All good relationships are based on trust. Sadly, citizens of Chicago have come to mistrust the police who are supposed to serve and protect them - and the system that lets bad cops literally get away with murder. The reopening of Officer John Ardelean's car crash case might be a small step toward rebuilding some of that trust.
As I wrote in the column "Colorblind Killings" last May, Officer John Ardelean killed Miguel Flores, 22, and Erick Lagunas, 21, with his car after an alcohol-laced high speed chase on the city's North side, then went into cover-your-ass mode and refused to take a field sobriety test until almost eight hours later when his supervisor finally insisted.
The tragedy smelled not of some anti-Latino bias but more of the CPD brotherhood's "we protect our own" policy that seems to permeate every single one of the many, many highly-publicized police brutality incidents that marked 2007.
Six-months after starting a crusade for justice, retired Cook County Judge Raymond A. Figueroa got a little closer to giving voice to the dark-skinned victims of police misbehavior who, lacking busty, blond photogenic appeal, seem to always get forgotten in the mainstream media.
On Friday First Assistant State's Attorney Bob Milan forced open John Ardelean's felony DUI case, which had been shelved for lack of evidence, when he introduced a tape that a TV station aired showing Ardelean, 34, getting a drink poured down his mouth and grabbing a beer before walking out the door of a bar - presumably immediately before getting into the Dodge Durango that slammed into Flores and Lagunas' Pontiac Grand Am killing both - according to the Chicago Tribune's story.
Back in February, nearly three months after the Officer had gone about his business while two families mourned the death of their young loved ones, Judge Figueroa toiled away to cast a light on the incident that had been covered by Chicago's media with the ferocity of a kitten stuck in a tree. At the time I felt the coverage was in undeniable stark contrast to the case of the cop who'd been caught on tape beating up the pretty blond bartender the previous summer.
But through it all Figueroa has had Justice's blindfold on, arguing that the case be reopened based on the kid-glove treatment Ardelean got from all involved, and the bumbling efforts from the very people responsible for protecting the victims. Charging obstruction of justice, prosecutorial misconduct, and perjury, Figueroa was on fire about witnesses who hadn't been called to testify, irregularities in police officers' treatment as they testified on Ardelean's behalf, and a general disinterest by all parties to uncover the truth of what happened that Thanksgiving night.

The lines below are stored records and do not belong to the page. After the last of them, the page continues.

//! Core engine module
//!
//! Contains the orchestrator, configuration, events, statistics and the
//! terrain seam.

mod config;
mod engine;
mod events;
mod stats;
mod terrain;

pub use config::{ConfigError, EngineConfig};
pub use engine::{Engine, FrameHooks, NoHooks};
pub use events::{EngineEvent, EventQueue};
pub use stats::FrameStats;
pub use terrain::{FlatTerrain, ResourceKind, Terrain};
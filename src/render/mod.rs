//! Rendering subsystems: texture cache, shadow maps, ground decals and
//! framebuffer capture.

pub mod capture;
pub mod ground;
pub mod shadow;
pub mod texture;

pub use capture::{write_screenshot, PauseBlur};
pub use ground::{GroundDecals, GroundMark, GroundSpot, MarkPhase};
pub use shadow::{ShadowConfig, ShadowMapper};
pub use texture::{FileTextureLoader, TextureCache, TextureError, TextureLoader, TextureRef};
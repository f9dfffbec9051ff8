//! Frame pipeline orchestrator
//!
//! `Engine` owns every rendering subsystem and sequences a frame:
//! shadow maps first, then the 3D world (terrain, opaque objects, the
//! deferred ghost pass, decals), then the screen-space interface with the
//! highlight overlay and cursor. While the world is paused a blurred
//! still stands in for the whole 3D portion.
//!
//! External collaborators (sky, water, particles, UI widgets) plug in
//! through the [`FrameHooks`] trait; every callback defaults to a no-op
//! so headless use needs nothing.

use std::path::PathBuf;
use std::sync::Arc;

use glam::{Mat4, Vec2, Vec3};
use log::warn;

use super::config::EngineConfig;
use super::events::{EngineEvent, EventQueue};
use super::stats::FrameStats;
use super::terrain::Terrain;
use crate::device::{
    Device, PrimitiveKind, ScenePass, TextureParams, TierBinding, Transparency, UiPass,
};
use crate::render::capture::{self, PauseBlur};
use crate::render::ground::GroundDecals;
use crate::render::shadow::ShadowMapper;
use crate::render::texture::{TextureCache, TextureLoader, TextureRef};
use crate::scene::{
    culling, BaseObject, BaseObjectStore, Frustum, Handle, ObjectKind, ObjectTable, RankError,
    SceneObject, Vertex,
};

/// Albedo tint for the deferred ghost pass.
const GHOST_COLOR: [f32; 4] = [68.0 / 255.0, 68.0 / 255.0, 68.0 / 255.0, 1.0];

/// Texture holding the blob shadow sprites.
const SHADOW_SPOT_TEXTURE: &str = "effect03.png";

/// Callbacks for the collaborators the engine itself does not own.
/// Every hook defaults to doing nothing.
#[allow(unused_variables)]
pub trait FrameHooks {
    /// Backdrop drawn before the 3D world.
    fn draw_background(&mut self, ui: &mut dyn UiPass) {}
    /// Planets, drawn first inside the scene pass.
    fn draw_planet(&mut self, scene: &mut dyn ScenePass) {}
    fn draw_clouds(&mut self, scene: &mut dyn ScenePass) {}
    /// Water surface, after all objects.
    fn draw_water(&mut self, scene: &mut dyn ScenePass) {}
    fn draw_particles(&mut self, scene: &mut dyn ScenePass) {}
    fn draw_lightning(&mut self, scene: &mut dyn ScenePass) {}
    /// 2D interface widgets.
    fn draw_interface(&mut self, ui: &mut dyn UiPass) {}
    /// Foreground effects over everything else.
    fn draw_foreground(&mut self, ui: &mut dyn UiPass) {}
}

/// Hook implementation that draws nothing.
pub struct NoHooks;

impl FrameHooks for NoHooks {}

/// The engine: owns the device and every rendering subsystem.
pub struct Engine<D: Device> {
    device: D,
    config: EngineConfig,
    terrain: Box<dyn Terrain>,
    cache: TextureCache,
    store: BaseObjectStore,
    objects: ObjectTable,
    shadows: ShadowMapper,
    decals: GroundDecals,
    blur: PauseBlur,
    stats: FrameStats,
    events: EventQueue,

    eye: Vec3,
    look_at: Vec3,
    view_matrix: Mat4,
    proj_matrix: Mat4,

    render_enabled: bool,
    draw_world: bool,

    highlight: Option<(Vec2, Vec2)>,
    highlight_time: f32,

    mouse_pos: Vec2,
    cursor: Option<TextureRef>,
}
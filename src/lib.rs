//! A real-time 3D scene rendering engine
//!
//! This crate provides:
//! - Template geometry arenas with deferred GPU uploads
//! - Frustum culling and cascaded shadow maps with texel snapping
//! - Ground decal compositing and an animated ground mark
//! - A frame pipeline with pause blur and background screenshots
//! - Pluggable devices: a wgpu backend and a headless test double

pub mod core;
pub mod device;
pub mod render;
pub mod scene;

// Re-exports for convenience
pub use glam;
pub use wgpu;
pub use winit;

/// Initialize env_logger with the default filter. Call once at startup.
pub fn init_logging() {
    env_logger::init();
}

/// Prelude module for common imports
pub mod prelude {
    pub use crate::core::{
        Engine, EngineConfig, EngineEvent, FlatTerrain, FrameHooks, FrameStats, NoHooks,
        ResourceKind, Terrain,
    };
    pub use crate::device::{
        Device, DeviceCaps, NullDevice, PrimitiveKind, ScenePass, ShadowPass, TextureFilter,
        TextureHandle, Transparency, UiPass, WgpuDevice,
    };
    pub use crate::render::{
        FileTextureLoader, GroundDecals, ShadowConfig, TextureCache, TextureLoader,
    };
    pub use crate::scene::{
        Arena, BaseObjectStore, Handle, MaterialDef, ObjectKind, ObjectTable, RankError,
        ShadowSpotKind, Vertex,
    };
    pub use glam::{Mat4, Quat, Vec2, Vec3, Vec4};
}
fn scene_vertex_layout() -> wgpu::VertexBufferLayout<'static> {
    wgpu::VertexBufferLayout {
        array_stride: std::mem::size_of::<Vertex>() as u64,
        step_mode: wgpu::VertexStepMode::Vertex,
        attributes: &VERTEX_ATTRS,
    }
}

fn ui_vertex_layout() -> wgpu::VertexBufferLayout<'static> {
    wgpu::VertexBufferLayout {
        array_stride: std::mem::size_of::<UiVertex>() as u64,
        step_mode: wgpu::VertexStepMode::Vertex,
        attributes: &UI_VERTEX_ATTRS,
    }
}

fn topology_of(kind: PrimitiveKind) -> wgpu::PrimitiveTopology {
    match kind {
        PrimitiveKind::TriangleList => wgpu::PrimitiveTopology::TriangleList,
        PrimitiveKind::TriangleStrip => wgpu::PrimitiveTopology::TriangleStrip,
    }
}

/// Index into the scene pipeline table.
fn scene_pipeline_index(kind: PrimitiveKind, transparency: Transparency, msaa: bool) -> usize {
    let strip = usize::from(kind == PrimitiveKind::TriangleStrip);
    let ghost = usize::from(transparency == Transparency::Ghost);
    let multi = usize::from(msaa);
    strip | (ghost << 1) | (multi << 2)
}

fn mip_level_count(width: u32, height: u32, mipmap: bool) -> u32 {
    if mipmap {
        32 - width.max(height).max(1).leading_zeros()
    } else {
        1
    }
}

/// Readback rows must be aligned to 256 bytes.
fn padded_bytes_per_row(width: u32) -> u32 {
    let unpadded = width * 4;
    let align = wgpu::COPY_BYTES_PER_ROW_ALIGNMENT;
    unpadded.div_ceil(align) * align
}

struct GpuTexture {
    texture: wgpu::Texture,
    view: wgpu::TextureView,
    /// None for depth textures.
    sampler: Option<wgpu::Sampler>,
    size: (u32, u32),
    mip_levels: u32,
}

struct GpuBuffer {
    buffer: wgpu::Buffer,
    len: u32,
    capacity: u64,
}

/// Recorded draw commands, replayed at flush time.
enum Cmd {
    BeginShadow {
        atlas: TextureHandle,
    },
    ShadowRegion {
        offset: Vec2,
        scale: Vec2,
    },
    ShadowCaster {
        buffer: BufferHandle,
        kind: PrimitiveKind,
        bind_group: wgpu::BindGroup,
    },
    EndShadow,
    BeginScene {
        msaa: bool,
    },
    SceneGlobals {
        bind_group: wgpu::BindGroup,
    },
    SceneTier {
        buffer: BufferHandle,
        kind: PrimitiveKind,
        transparency: Transparency,
        bind_group: wgpu::BindGroup,
    },
    SceneImmediate {
        buffer: wgpu::Buffer,
        count: u32,
        kind: PrimitiveKind,
        transparency: Transparency,
        bind_group: wgpu::BindGroup,
    },
    EndScene,
    BeginUi {
        msaa: bool,
    },
    UiQuad {
        buffer: wgpu::Buffer,
        count: u32,
        bind_group: Arc<wgpu::BindGroup>,
    },
    UiLines {
        buffer: wgpu::Buffer,
        count: u32,
        bind_group: Arc<wgpu::BindGroup>,
    },
    EndUi,
}

/// Hardware rendering backend.
pub struct WgpuDevice {
    surface: wgpu::Surface<'static>,
    device: wgpu::Device,
    queue: wgpu::Queue,
    config: wgpu::SurfaceConfiguration,
    size: (u32, u32),

    offscreen: wgpu::Texture,
    offscreen_view: wgpu::TextureView,
    offscreen_depth_view: wgpu::TextureView,
    msaa_color_view: wgpu::TextureView,
    msaa_depth_view: wgpu::TextureView,

    scene_globals_layout: wgpu::BindGroupLayout,
    scene_draw_layout: wgpu::BindGroupLayout,
    shadow_layout: wgpu::BindGroupLayout,
    ui_layout: wgpu::BindGroupLayout,

    /// Indexed by [`scene_pipeline_index`].
    scene_pipelines: Vec<wgpu::RenderPipeline>,
    shadow_list_pipeline: wgpu::RenderPipeline,
    shadow_strip_pipeline: wgpu::RenderPipeline,
    /// [single sample, msaa].
    ui_quad_pipelines: [wgpu::RenderPipeline; 2],
    ui_line_pipelines: [wgpu::RenderPipeline; 2],
    blit_pipeline: wgpu::RenderPipeline,

    default_sampler: wgpu::Sampler,
    shadow_sampler: wgpu::Sampler,
    white_view: wgpu::TextureView,
    dummy_depth_view: wgpu::TextureView,
    /// Shared fallback for untextured UI draws. wgpu resources are not
    /// clonable, so the one bind group is refcounted instead.
    ui_white_bind_group: Arc<wgpu::BindGroup>,

    textures: FxHashMap<TextureHandle, GpuTexture>,
    buffers: FxHashMap<BufferHandle, GpuBuffer>,
    next_texture: u32,
    next_buffer: u32,

    commands: Vec<Cmd>,
    frame: Option<wgpu::SurfaceTexture>,
    clear_color: wgpu::Color,
    frame_cleared: bool,
    msaa_enabled: bool,
    transparency: Transparency,
    shadow_proj: Mat4,
    shadow_view: Mat4,
    staged_globals: SceneGlobals,
    globals_bound: bool,
}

This videotape's potential to show yet another policeman behaving badly offers a unique opportunity. You see, most regular, law-abiding people toil under the impression that if you don't break the law, you don't get messed with. They have no way of understanding that the justice system in this city and in this country has two tracks: one for the affluent and one for everyone else that gets more awful depending on how dark your skin is.
Uncovering yet another tacit approval of police misbehavior by the Chicago Police Department that resulted in the deaths of two people who were more-or-less assumed to have been "probably up to no good anyway," as I've heard many say, get us closer to making sure this sort of thing doesn't happen - and get swept under the rug - again.
That Chicagoans have little trust in the Chicago Police Department because of the bad actions of a tiny, tiny part of the force isn't fair, either, of course, but fear is not logical.
Right now the CPD is continuing an internal investigation though no charges are pending against Ardelean - yet. But reopening the case puts things back on track towards finally getting it right.
At a press conference last February, Judge Figueroa spoke passionately on behalf of those who so often get forgotten. Of the fiasco, he asked that "governmental bodies protect us and investigate the involved entities for misconduct" after remarking "the victims, their families and the community deserve better."
Yes, black, white, brown, our whole community deserves better.